Can be made secure under specific instantiations, but unsafe in general -- AVOID!
E.g. in TLS prior to 1.3.
\paragraph{Encrypt-then-Mac EtM}
Compute $c \leftarrow Enc_{KE}(m), \tau \leftarrow Tag_{KM}(c)$ and output $c'=c||\tau$.
AE secure under the assumption that SE is IND-CPA and MAC is \underline{S}UF-CMA.
E.g. in IPSec ESP.
\paragraph{AE with Associated Data AEAD}
Informally: integrity-protect some data, provide confidentiality for the rest.

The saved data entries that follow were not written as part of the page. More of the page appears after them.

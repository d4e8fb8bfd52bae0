//! Observable Entity Stores
//!
//! Plain keyed containers with change notification. A store knows nothing
//! about rendering or networking: whoever cares about a change subscribes a
//! callback and receives a [`StoreEvent`] after the mutation is complete.
//!
//! Entries keep insertion order, so track order survives round trips and
//! snapshots compare deterministically.

use indexmap::IndexMap;
use std::fmt;
use std::hash::Hash;

// ═══════════════════════════════════════════════════════════════════════════════
// EVENTS & SUBSCRIPTIONS
// ═══════════════════════════════════════════════════════════════════════════════

/// Change notification
#[derive(Debug, Clone, PartialEq)]
pub enum StoreEvent<K> {
    /// New entry
    Inserted(K),
    /// Existing entry changed (patch or overwrite)
    Updated(K),
    /// Entry removed
    Removed(K),
    /// Order changed, contents unchanged
    Reordered,
    /// Whole collection replaced
    Replaced,
}

/// Handle returned by `subscribe`, used to unsubscribe
#[derive(Debug, Clone, Copy, PartialEq, Eq, Hash)]
pub struct SubscriptionId(u64);

type Listener<E> = Box<dyn Fn(&E) + Send>;

/// Listener list shared by both store kinds
struct Listeners<E> {
    next_id: u64,
    entries: Vec<(SubscriptionId, Listener<E>)>,
}

impl<E> Listeners<E> {
    fn new() -> Self {
        Self {
            next_id: 1,
            entries: Vec::new(),
        }
    }

    fn add(&mut self, listener: Listener<E>) -> SubscriptionId {
        let id = SubscriptionId(self.next_id);
        self.next_id += 1;
        self.entries.push((id, listener));
        id
    }

    fn remove(&mut self, id: SubscriptionId) -> bool {
        let before = self.entries.len();
        self.entries.retain(|(sid, _)| *sid != id);
        before != self.entries.len()
    }

    fn notify(&self, event: &E) {
        for (_, listener) in &self.entries {
            listener(event);
        }
    }
}

// ═══════════════════════════════════════════════════════════════════════════════
// ENTITY STORE
// ═══════════════════════════════════════════════════════════════════════════════

/// Keyed store for one entity kind
pub struct EntityStore<K, V> {
    entries: IndexMap<K, V>,
    listeners: Listeners<StoreEvent<K>>,
}

impl<K, V> EntityStore<K, V>
where
    K: Eq + Hash + Clone,
{
    pub fn new() -> Self {
        Self {
            entries: IndexMap::new(),
            listeners: Listeners::new(),
        }
    }

    pub fn get(&self, key: &K) -> Option<&V> {
        self.entries.get(key)
    }

    pub fn contains(&self, key: &K) -> bool {
        self.entries.contains_key(key)
    }

    pub fn len(&self) -> usize {
        self.entries.len()
    }

    pub fn is_empty(&self) -> bool {
        self.entries.is_empty()
    }

    pub fn keys(&self) -> impl Iterator<Item = &K> {
        self.entries.keys()
    }

    pub fn values(&self) -> impl Iterator<Item = &V> {
        self.entries.values()
    }

    pub fn iter(&self) -> impl Iterator<Item = (&K, &V)> {
        self.entries.iter()
    }

    /// Insert or overwrite; returns the previous value
    pub fn insert(&mut self, key: K, value: V) -> Option<V> {
        let previous = self.entries.insert(key.clone(), value);
        let event = if previous.is_some() {
            StoreEvent::Updated(key)
        } else {
            StoreEvent::Inserted(key)
        };
        self.listeners.notify(&event);
        previous
    }

    /// Mutate an entry in place. `None` if the key is unknown.
    pub fn patch<R>(&mut self, key: &K, f: impl FnOnce(&mut V) -> R) -> Option<R> {
        let value = self.entries.get_mut(key)?;
        let result = f(value);
        self.listeners.notify(&StoreEvent::Updated(key.clone()));
        Some(result)
    }

    /// Remove an entry, preserving the order of the rest
    pub fn remove(&mut self, key: &K) -> Option<V> {
        let removed = self.entries.shift_remove(key)?;
        self.listeners.notify(&StoreEvent::Removed(key.clone()));
        Some(removed)
    }

    /// Remove every entry matching the predicate; returns the removed keys
    pub fn remove_where(&mut self, mut predicate: impl FnMut(&K, &V) -> bool) -> Vec<K> {
        let doomed: Vec<K> = self
            .entries
            .iter()
            .filter(|(k, v)| predicate(k, v))
            .map(|(k, _)| k.clone())
            .collect();
        for key in &doomed {
            self.remove(key);
        }
        doomed
    }

    /// Destructive replace of the whole collection (snapshot application)
    pub fn replace_all(&mut self, entries: impl IntoIterator<Item = (K, V)>) {
        self.entries = entries.into_iter().collect();
        self.listeners.notify(&StoreEvent::Replaced);
    }

    /// Put the listed keys first, in the given order. Unknown keys are
    /// ignored; unlisted entries keep their relative order after them.
    pub fn reorder(&mut self, order: &[K]) {
        let mut reordered = IndexMap::with_capacity(self.entries.len());
        for key in order {
            if let Some(value) = self.entries.shift_remove(key) {
                reordered.insert(key.clone(), value);
            }
        }
        reordered.extend(self.entries.drain(..));
        self.entries = reordered;
        self.listeners.notify(&StoreEvent::Reordered);
    }

    pub fn subscribe(&mut self, listener: impl Fn(&StoreEvent<K>) + Send + 'static) -> SubscriptionId {
        self.listeners.add(Box::new(listener))
    }

    pub fn unsubscribe(&mut self, id: SubscriptionId) -> bool {
        self.listeners.remove(id)
    }
}

impl<K: Eq + Hash + Clone, V: Clone> EntityStore<K, V> {
    /// Owned copy of every value, in store order
    pub fn to_vec(&self) -> Vec<V> {
        self.entries.values().cloned().collect()
    }
}

impl<K: Eq + Hash + Clone, V> Default for EntityStore<K, V> {
    fn default() -> Self {
        Self::new()
    }
}

impl<K: fmt::Debug, V: fmt::Debug> fmt::Debug for EntityStore<K, V> {
    fn fmt(&self, f: &mut fmt::Formatter<'_>) -> fmt::Result {
        f.debug_struct("EntityStore")
            .field("entries", &self.entries)
            .field("listeners", &self.listeners.entries.len())
            .finish()
    }
}

// ═══════════════════════════════════════════════════════════════════════════════
// VALUE STORE
// ═══════════════════════════════════════════════════════════════════════════════

/// Single-value store (project settings)
pub struct ValueStore<T> {
    value: T,
    listeners: Listeners<T>,
}

impl<T> ValueStore<T> {
    pub fn new(value: T) -> Self {
        Self {
            value,
            listeners: Listeners::new(),
        }
    }

    pub fn get(&self) -> &T {
        &self.value
    }

    pub fn set(&mut self, value: T) {
        self.value = value;
        self.listeners.notify(&self.value);
    }

    pub fn patch<R>(&mut self, f: impl FnOnce(&mut T) -> R) -> R {
        let result = f(&mut self.value);
        self.listeners.notify(&self.value);
        result
    }

    pub fn subscribe(&mut self, listener: impl Fn(&T) + Send + 'static) -> SubscriptionId {
        self.listeners.add(Box::new(listener))
    }

    pub fn unsubscribe(&mut self, id: SubscriptionId) -> bool {
        self.listeners.remove(id)
    }
}

impl<T: Default> Default for ValueStore<T> {
    fn default() -> Self {
        Self::new(T::default())
    }
}

impl<T: fmt::Debug> fmt::Debug for ValueStore<T> {
    fn fmt(&self, f: &mut fmt::Formatter<'_>) -> fmt::Result {
        f.debug_struct("ValueStore")
            .field("value", &self.value)
            .finish()
    }
}

#[cfg(test)]
mod tests {
    use super::*;
    use std::sync::{Arc, Mutex};

    fn recorder() -> (Arc<Mutex<Vec<StoreEvent<u32>>>>, impl Fn(&StoreEvent<u32>) + Send) {
        let log = Arc::new(Mutex::new(Vec::new()));
        let sink = Arc::clone(&log);
        (log, move |e: &StoreEvent<u32>| sink.lock().unwrap().push(e.clone()))
    }

    #[test]
    fn test_insert_patch_remove_notify() {
        let mut store: EntityStore<u32, String> = EntityStore::new();
        let (log, listener) = recorder();
        store.subscribe(listener);

        store.insert(1, "a".into());
        store.insert(1, "b".into());
        assert_eq!(store.patch(&1, |v| v.push('!')), Some(()));
        assert_eq!(store.patch(&2, |v| v.push('!')), None);
        assert_eq!(store.remove(&1), Some("b!".to_string()));

        assert_eq!(
            *log.lock().unwrap(),
            vec![
                StoreEvent::Inserted(1),
                StoreEvent::Updated(1),
                StoreEvent::Updated(1),
                StoreEvent::Removed(1),
            ]
        );
    }

    #[test]
    fn test_reorder_keeps_unlisted_tail() {
        let mut store: EntityStore<u32, ()> = EntityStore::new();
        for k in [1, 2, 3, 4] {
            store.insert(k, ());
        }
        store.reorder(&[3, 9, 1]);
        assert_eq!(store.keys().copied().collect::<Vec<_>>(), vec![3, 1, 2, 4]);
    }

    #[test]
    fn test_replace_all_is_destructive() {
        let mut store: EntityStore<u32, u32> = EntityStore::new();
        store.insert(1, 1);
        store.insert(2, 2);
        store.replace_all([(7, 7)]);
        assert_eq!(store.len(), 1);
        assert!(store.get(&1).is_none());
        assert_eq!(store.get(&7), Some(&7));
    }

    #[test]
    fn test_unsubscribe() {
        let mut store: EntityStore<u32, u32> = EntityStore::new();
        let (log, listener) = recorder();
        let id = store.subscribe(listener);
        assert!(store.unsubscribe(id));
        assert!(!store.unsubscribe(id));
        store.insert(1, 1);
        assert!(log.lock().unwrap().is_empty());
    }

    #[test]
    fn test_value_store() {
        let mut store = ValueStore::new(10u32);
        let seen = Arc::new(Mutex::new(Vec::new()));
        let sink = Arc::clone(&seen);
        store.subscribe(move |v| sink.lock().unwrap().push(*v));
        store.set(11);
        store.patch(|v| *v += 1);
        assert_eq!(*store.get(), 12);
        assert_eq!(*seen.lock().unwrap(), vec![11, 12]);
    }

    #[test]
    fn test_remove_where() {
        let mut store: EntityStore<u32, u32> = EntityStore::new();
        for k in 0..6 {
            store.insert(k, k % 2);
        }
        let removed = store.remove_where(|_, v| *v == 1);
        assert_eq!(removed, vec![1, 3, 5]);
        assert_eq!(store.len(), 3);
    }
}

E.g. AES-GCM, ChaCha20-Poly1305.
Both $Enc$ and $Dec$ also take the associated data $AD$ as an additional input argument
-- but the ciphertext does not ``contain'' $AD$ (instead $AD$ is sent alongside, like the nonce $N$).
\\
But: $AD$ is not an output of the AEAD scheme (only $c$ and $\tau$ are)!
IND-CPA game:
adversary sends $(N, AD, (m_0, m_1))$ to LoR oracle.
INT-CTXT game:
adversary sends $(N, AD, m)$ to encryption oracle and $(N^*, AD^*, c^*)$ to the try oracle.
EtM for AEAD:
$$
c \leftarrow Enc_{KE}(m), \tau \leftarrow Tag_{KM}(len(AD)||AD||c) ; \text{ output } c'=c||\tau
$$
Note that tagging over the length is required to avoid mis-parsing between $AD$ and $c$.
In practice:
$Enc$ and $Tag$ may be nonce-based.
If nonces implicitly use a counter, then the adversary cannot reorder or delete messages (and of course can't insert either due to INT-CTXT).
\paragraph{AES-GCM (Galois Counter Mode)}
EtM with AES in CTR mode and a CW-MAC ($H_{xpoly}$ over $GF(2^{128})$).
Single key, MAC key is derived: $K_M = AES(K, 0^{128})$.
Nonces are usually 96 bit and reuse results in catastrophic failure (MAC key recovery), thus not \emph{nonce-misuse resistant}.
Counters \underline{for $Enc$} are of the form $N||ctr$.
Almost as fast as CTR mode, since UHF in MAC is fast.